The Sarah Connor Chronicles - Gnothi Seauton

Down for a lot of words about killer robots, ladies, and feelings? Then please join me for bi-weekly recaps of The Sarah Connor Chronicles.


Next on The Sarah Connor Chronicles, Sarah has feelings at Cameron, Charlie has feelings at John, and John has so many feelings he throws a grown man to the ground.

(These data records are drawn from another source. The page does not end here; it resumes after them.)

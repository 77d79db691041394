//! Delimited file writer

use super::types::{ColumnSpec, DelimitedWriterConfig, WriteReport};
use crate::error::{Error, Result};
use crate::partition::{PartitionKey, Partitions};
use crate::types::{value_to_text, JsonValue, Record};
use std::collections::HashMap;
use std::fs::File;
use std::io::{BufWriter, Write};
use std::path::{Path, PathBuf};
use tracing::{debug, error, info};

/// Path of one partition's file.
///
/// `out/tczf.csv` with key `10.0.0.1` becomes `out/tczf_10.0.0.1.csv`.
/// Path separators and `:` in the key are replaced with `_`.
pub fn partition_path(base: &Path, key: &str) -> PathBuf {
    let sanitized = key.replace(['/', '\\', ':'], "_");
    let stem = base
        .file_stem()
        .map_or_else(|| "output".into(), |s| s.to_string_lossy());
    let file_name = match base.extension() {
        Some(ext) => format!("{stem}_{sanitized}.{}", ext.to_string_lossy()),
        None => format!("{stem}_{sanitized}"),
    };
    base.with_file_name(file_name)
}

fn label(key: &PartitionKey) -> String {
    match key.as_value() {
        Some(v) => format!("'{v}'"),
        None => "of null values".to_string(),
    }
}

/// Writes records as delimited text
#[derive(Debug, Clone, Default)]
pub struct DelimitedWriter {
    config: DelimitedWriterConfig,
}

impl DelimitedWriter {
    /// Create a writer
    pub fn new(config: DelimitedWriterConfig) -> Self {
        Self { config }
    }

    /// Writer settings
    pub fn config(&self) -> &DelimitedWriterConfig {
        &self.config
    }

    /// Write one file and return the number of records written.
    ///
    /// Any failure is reported as [`Error::SinkWrite`] for `path`. The file
    /// is flushed and closed before returning.
    pub fn write_file(&self, path: &Path, fields: &[String], records: &[Record]) -> Result<usize> {
        let target = path.display().to_string();
        let columns = self.columns(fields);

        self.write_lines(path, &columns, records)
            .map_err(|e| match e {
                Error::SinkWrite { .. } => e,
                other => Error::sink_write(&target, other.to_string()),
            })?;

        debug!(path = %target, records = records.len(), "Wrote delimited file");
        Ok(records.len())
    }

    /// Write one file per partition next to `base`.
    ///
    /// Each file succeeds or fails on its own; the report lists both. A group
    /// whose file name collides with an earlier group's is failed rather than
    /// written over it.
    pub fn write_partitions(
        &self,
        base: &Path,
        fields: &[String],
        partitions: &Partitions,
    ) -> WriteReport {
        let mut report = WriteReport::default();
        let mut claimed: HashMap<PathBuf, &PartitionKey> = HashMap::new();

        for (key, records) in partitions.iter() {
            let path = partition_path(base, &key.to_string());

            if let Some(owner) = claimed.get(&path) {
                let e = Error::sink_write(
                    path.display().to_string(),
                    format!(
                        "partition {} maps to the same file as partition {}; \
                         {} records not written",
                        label(key),
                        label(owner),
                        records.len()
                    ),
                );
                error!(partition = %key, error = %e, "Partition file failed");
                report.failed.push((path, e));
                continue;
            }
            claimed.insert(path.clone(), key);

            match self.write_file(&path, fields, records) {
                Ok(count) => report.written.push((path, count)),
                Err(e) => {
                    error!(partition = %key, error = %e, "Partition file failed");
                    report.failed.push((path, e));
                }
            }
        }

        info!(
            files = report.written.len(),
            failed = report.failed.len(),
            records = report.records_written(),
            "Partition files written"
        );
        report
    }

    fn columns(&self, fields: &[String]) -> Vec<ColumnSpec> {
        if self.config.columns.is_empty() {
            fields.iter().map(|f| ColumnSpec::name(f.as_str())).collect()
        } else {
            self.config.columns.clone()
        }
    }

    fn write_lines(&self, path: &Path, columns: &[ColumnSpec], records: &[Record]) -> Result<()> {
        if let Some(parent) = path.parent().filter(|p| !p.as_os_str().is_empty()) {
            std::fs::create_dir_all(parent)?;
        }

        let mut out = BufWriter::new(File::create(path)?);
        let separator = self.config.separator.as_str();

        if self.config.header {
            let names: Vec<&str> = columns.iter().map(ColumnSpec::field).collect();
            writeln!(out, "{}", names.join(separator))?;
        }

        let mut line = Vec::with_capacity(columns.len());
        for (position, record) in records.iter().enumerate() {
            line.clear();
            for column in columns {
                let value = record.get(column.field()).unwrap_or(&JsonValue::Null);
                let text = self.render(column, value).map_err(|message| {
                    Error::sink_write(
                        path.display().to_string(),
                        format!("record {position}: {message}"),
                    )
                })?;
                line.push(text);
            }
            writeln!(out, "{}", line.join(separator))?;
        }

        out.flush()?;
        Ok(())
    }

    fn render(&self, column: &ColumnSpec, value: &JsonValue) -> std::result::Result<String, String> {
        let Some(text) = value_to_text(value) else {
            return Ok(self.config.null_placeholder.clone());
        };

        let Some(precision) = column.precision() else {
            return Ok(text);
        };

        let number = match value {
            JsonValue::Number(n) => n.as_f64(),
            _ => text.trim().parse::<f64>().ok(),
        };
        number
            .map(|n| format!("{n:.precision$}"))
            .ok_or_else(|| format!("field '{}' is not numeric: {text}", column.field()))
    }
}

Let's just take a moment to appreciate that The Sarah Connor Chronicles begins every episode by allowing space for its lead female character's voice. Sarah's opening monologues provides a clear introduction which sets out the major theme of the episode. That theme is re-referred to in Sarah's closing statement, or conclusion, at the end of the episode. It's a neat narrative device which helps to guide the viewer's eyes and thoughts. The monologues are also a strong way to re-emphasise that Sarah is the focus of this show, and that her words are important; pushing viewers to acknowledge the importance of a female voice in a genre that sometimes has trouble paying attention to women.

Also, she sounds badass when she monologues.

In the show's second episode, Gnothi Seauton, Sarah's opening speech is about identity and the difficulty of knowing yourself:

A wise man once said "know thyself." Easier said than done. I've had 9 aliases, 23 jobs, spoken 4 languages and spent 3 years in a mental hospital for speaking the truth. At least when I was there, I could use my real name. Through it all, I've always known who I am and why I'm here. Protect my son. Prepare for the future.


Meanwhile, a garbage collector finds a weird metal head by the side of the road, and stashes it in his bag. It's Cromartie's head, and let's just say he's not quite done with the Connors yet. In this episode, his story of gruesome reconstruction thematically mirrors Sarah's need to reinvent herself. It's quite clever, and at the same time adds some more killer robot action to this episode for viewers who aren't into this program for Lena Headey's facial expressions.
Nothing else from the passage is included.